← Research
Disclosures·Feb 3, 2026·8 min read

The Recent CVEs in React and Node.js Were Found by an AI

Two upstream CVEs, one in Node.js and one in React, came out of the same automated research loop. The real story is less magical and more useful: what the system actually did, where it guessed, and why verified AI bug hunting now matters.

Mufeed VH

The Recent CVEs in React and Node.js Were Found by an AI

If your first reaction to that title is disbelief, good.

Mine would be too.

Late in 2025 and early in 2026, two upstream issues I reported ended up with CVEs: CVE-2026-21636, a sandbox bypass in Node.js's Permission Model, and CVE-2026-23864, a denial-of-service bug in React Server Components. The odd part wasn't that these codebases had bugs. Sandboxes miss capabilities. Parsers do stupid things when you feed them hostile input. The odd part was the path from source code to report.

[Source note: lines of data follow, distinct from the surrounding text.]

//! Payslip parser orchestrating field, table and totals extraction.

use tracing::{debug, info};

use crate::models::{
    Company, Employee, LineItem, OcrLine, Payroll, PayrollBases, PayrollTotals, PayslipDocument,
};

use super::rules::{ExtractedTotals, extract_fields, extract_totals, parse_line_items};

/// Rule-based payslip parser.
///
/// Stateless and infallible: noisy OCR degrades individual fields to their
/// defaults instead of failing the whole document.
pub struct PayslipParser;

impl PayslipParser {
    pub fn new() -> Self {
        Self
    }

    /// Parse a payslip from its OCR text and ordered line array.
    pub fn parse(&self, text: &str, lines: &[OcrLine]) -> PayslipDocument {
        let normalized = normalize_text(text);

        info!(
            "parsing payslip from {} characters and {} lines",
            normalized.len(),
            lines.len()
        );

        let fields = extract_fields(&normalized);
        let items = parse_line_items(lines);
        let totals = extract_totals(&normalized);

        debug!(
            "extracted {} line items, net salary {:?}",
            items.len(),
            totals.net_salary
        );

        let company = Company {
            name: fields.company_name,
            tax_id: fields.company_tax_id,
        };
        let employee = Employee {
            name: fields.employee_name,
            tax_id: fields.employee_tax_id,
            role: fields.employee_role,
            admission_date: fields.admission_date,
        };

        assemble(
            company,
            employee,
            fields.reference_month,
            items,
            totals,
            normalized,
        )
    }

    /// Parse from raw text alone, treating each text line as an OCR line.
    ///
    /// Useful when the OCR provider returns no line records; column geometry
    /// is then only as good as the line breaks in the text.
    pub fn parse_text(&self, text: &str) -> PayslipDocument {
        let lines: Vec<OcrLine> = text.lines().map(OcrLine::from).collect();
        self.parse(text, &lines)
    }
}

impl Default for PayslipParser {
    fn default() -> Self {
        Self::new()
    }
}

/// Assemble a [`PayslipDocument`] from extraction outputs.
///
/// Pure and deterministic. The three printed totals default to zero when
/// absent; the four calculation bases stay optional. Printed figures are
/// recorded as-is, with no cross-field reconciliation.
pub fn assemble(
    company: Company,
    employee: Employee,
    reference_month: Option<String>,
    items: Vec<LineItem>,
    totals: ExtractedTotals,
    raw_text: String,
) -> PayslipDocument {
    PayslipDocument {
        company,
        employee,
        payroll: Payroll {
            reference_month,
            items,
            totals: PayrollTotals {
                total_earnings: totals.total_earnings.unwrap_or_default(),
                total_deductions: totals.total_deductions.unwrap_or_default(),
                net_salary: totals.net_salary.unwrap_or_default(),
            },
            bases: PayrollBases {
                contribution_base: totals.contribution_base,
                severance_base: totals.severance_base,
                severance_value: totals.severance_value,
                tax_base: totals.tax_base,
            },
        },
        raw_text,
    }
}

/// Normalize OCR text for matching: line endings and non-breaking spaces.
pub fn normalize_text(text: &str) -> String {
    text.replace("\r\n", "\n")
        .replace('\r', "\n")
        .replace('\u{00a0}', " ")
}

#[cfg(test)]
mod tests {
    use super::*;
    use pretty_assertions::assert_eq;
    use rust_decimal::Decimal;
    use rust_decimal_macros::dec;

    const SAMPLE: &str = "RAZÃO SOCIAL: PADARIA DOIS IRMÃOS LTDA\nCNPJ: 12.345.678/0001-90\nFUNCIONÁRIO: JOSÉ CARLOS PEREIRA\nCPF: 123.456.789-09\nCARGO: PADEIRO\nADMISSÃO: 10/03/2018\nCOMPETÊNCIA: 01/2025\nCÓD DESCRIÇÃO VENCIMENTOS DESCONTOS\n001 SALARIO BASE 2.500,00\n105 HORAS EXTRAS 312,50\n201 INSS 224,43\nTOTAL DE VENCIMENTOS 2.812,50\nTOTAL DE DESCONTOS 224,43\nVALOR LÍQUIDO 2.588,07\nBASE CÁLC. FGTS 2.812,50";

    fn sample_lines() -> Vec<OcrLine> {
        SAMPLE.lines().map(OcrLine::from).collect()
    }

    #[test]
    fn test_parse_full_document() {
        let parser = PayslipParser::new();
        let doc = parser.parse(SAMPLE, &sample_lines());

        assert_eq!(
            doc.company.name.as_deref(),
            Some("PADARIA DOIS IRMÃOS LTDA")
        );
        assert_eq!(doc.company.tax_id.as_deref(), Some("12.345.678/0001-90"));
        assert_eq!(doc.employee.name.as_deref(), Some("JOSÉ CARLOS PEREIRA"));
        assert_eq!(doc.employee.role.as_deref(), Some("PADEIRO"));
        assert_eq!(doc.payroll.reference_month.as_deref(), Some("01/2025"));

        assert_eq!(doc.payroll.items.len(), 3);
        assert_eq!(doc.payroll.items[1].description, "HORAS EXTRAS");
        assert_eq!(doc.payroll.items[1].earning_amount, Some(dec!(312.50)));

        assert_eq!(doc.payroll.totals.total_earnings, dec!(2812.50));
        assert_eq!(doc.payroll.totals.total_deductions, dec!(224.43));
        assert_eq!(doc.payroll.totals.net_salary, dec!(2588.07));
        assert_eq!(doc.payroll.bases.severance_base, Some(dec!(2812.50)));
        assert_eq!(doc.payroll.bases.tax_base, None);
        assert_eq!(doc.raw_text, SAMPLE);
    }

    #[test]
    fn test_missing_totals_default_to_zero() {
        let doc = assemble(
            Company::default(),
            Employee::default(),
            None,
            Vec::new(),
            ExtractedTotals::default(),
            String::new(),
        );

        assert_eq!(doc.payroll.totals.total_earnings, Decimal::ZERO);
        assert_eq!(doc.payroll.totals.total_deductions, Decimal::ZERO);
        assert_eq!(doc.payroll.totals.net_salary, Decimal::ZERO);
        assert_eq!(doc.payroll.bases.contribution_base, None);
        assert_eq!(doc.payroll.bases.severance_value, None);
    }

    #[test]
    fn test_printed_net_is_not_reconciled() {
        // The printed net disagrees with earnings minus deductions; the
        // document keeps what the paper says.
        let text = "TOTAL DE VENCIMENTOS 3.000,00\nTOTAL DE DESCONTOS 500,00\nVALOR LÍQUIDO 9.999,99";
        let doc = PayslipParser::new().parse_text(text);

        assert_eq!(doc.payroll.totals.net_salary, dec!(9999.99));
    }

    #[test]
    fn test_rescan_yields_equal_document() {
        let parser = PayslipParser::new();
        let first = parser.parse(SAMPLE, &sample_lines());
        let second = parser.parse(SAMPLE, &sample_lines());

        assert_eq!(first, second);
    }

    #[test]
    fn test_garbage_text_yields_empty_document() {
        let doc = PayslipParser::new().parse_text("@@@@ ###### @@@@");

        assert!(doc.company.is_empty());
        assert!(doc.employee.is_empty());
        assert!(doc.payroll.items.is_empty());
        assert_eq!(doc.payroll.totals.net_salary, Decimal::ZERO);
    }

    #[test]
    fn test_normalize_text_line_endings() {
        assert_eq!(normalize_text("a\r\nb\rc"), "a\nb\nc");
        assert_eq!(normalize_text("x\u{00a0}y"), "x y");
    }
}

The target-local research was done by an automated system. It read the code, formed attack ideas, wrote payloads, ran them, threw out the dead ends, and kept iterating until it had either a working issue or nothing.

That sentence invites two bad readings. One is the breathless one: the machine became a security researcher. The other is the dismissive one: this is just marketing copy wrapped around a pile of false positives. I don't think either reading is right. The real update is more boring than the first version and more serious than the second.

Start with the boring part: the bugs were real.

The Node.js Bug Was a Policy Hole, Not a Party Trick

Node's Permission Model is supposed to let you run code with a smaller blast radius. If you pass --permission without --allow-net, the obvious reading is that the code shouldn't be able to open network connections.

That reading was wrong.

Node blocked ordinary TCP and UDP-style access paths, but it missed Unix domain sockets. Those are local IPC endpoints exposed as filesystem paths. Same API family, different capability. In practice they matter a lot because real services sit behind them: PostgreSQL, Redis, container daemons, internal agents, all the stuff you really don't want a "sandboxed" script poking at.

This worked when it shouldn't have:

JAVASCRIPT
const net = require('net');

// Run with --permission and without --allow-net.
// This should fail. Before the fix, it didn't.
const socket = net.connect({ path: '/var/run/docker.sock' });

socket.on('connect', () => {
  console.log('connected');
});

If the local machine exposed something juicy on a socket path, the sandbox boundary wasn't much of a boundary. /var/run/docker.sock is the scary example because it can turn into root-ish effects in the right environment, but the bug wasn't specific to Docker. The point was simpler: "no network" had been implemented as "no host/port networking," and those aren't the same thing.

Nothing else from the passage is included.